Retype the data below, every word of it, exactly.

***** DATASET CONTENT

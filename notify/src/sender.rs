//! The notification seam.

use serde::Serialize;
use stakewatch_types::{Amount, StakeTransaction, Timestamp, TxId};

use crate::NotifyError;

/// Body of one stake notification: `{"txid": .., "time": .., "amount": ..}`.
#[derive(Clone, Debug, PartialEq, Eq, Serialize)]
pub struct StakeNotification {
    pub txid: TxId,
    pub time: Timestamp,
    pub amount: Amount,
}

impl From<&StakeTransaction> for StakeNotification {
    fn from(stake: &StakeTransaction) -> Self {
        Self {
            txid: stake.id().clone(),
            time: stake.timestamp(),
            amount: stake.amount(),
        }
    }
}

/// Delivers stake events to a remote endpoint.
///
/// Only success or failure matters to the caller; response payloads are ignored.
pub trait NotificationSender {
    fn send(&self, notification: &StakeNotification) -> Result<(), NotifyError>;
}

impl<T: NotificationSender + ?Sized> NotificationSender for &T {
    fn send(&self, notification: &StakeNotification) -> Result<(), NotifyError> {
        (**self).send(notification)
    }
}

**********

ANSWER TO THIS TASK:
filename notify/src/sender.rs
//! The notification seam.

use serde::Serialize;
use stakewatch_types::{Amount, StakeTransaction, Timestamp, TxId};

use crate::NotifyError;

/// Body of one stake notification: `{"txid": .., "time": .., "amount": ..}`.
#[derive(Clone, Debug, PartialEq, Eq, Serialize)]
pub struct StakeNotification {
    pub txid: TxId,
    pub time: Timestamp,
    pub amount: Amount,
}

impl From<&StakeTransaction> for StakeNotification {
    fn from(stake: &StakeTransaction) -> Self {
        Self {
            txid: stake.id().clone(),
            time: stake.timestamp(),
            amount: stake.amount(),
        }
    }
}

/// Delivers stake events to a remote endpoint.
///
/// Only success or failure matters to the caller; response payloads are ignored.
pub trait NotificationSender {
    fn send(&self, notification: &StakeNotification) -> Result<(), NotifyError>;
}

impl<T: NotificationSender + ?Sized> NotificationSender for &T {
    fn send(&self, notification: &StakeNotification) -> Result<(), NotifyError> {
        (**self).send(notification)
    }
}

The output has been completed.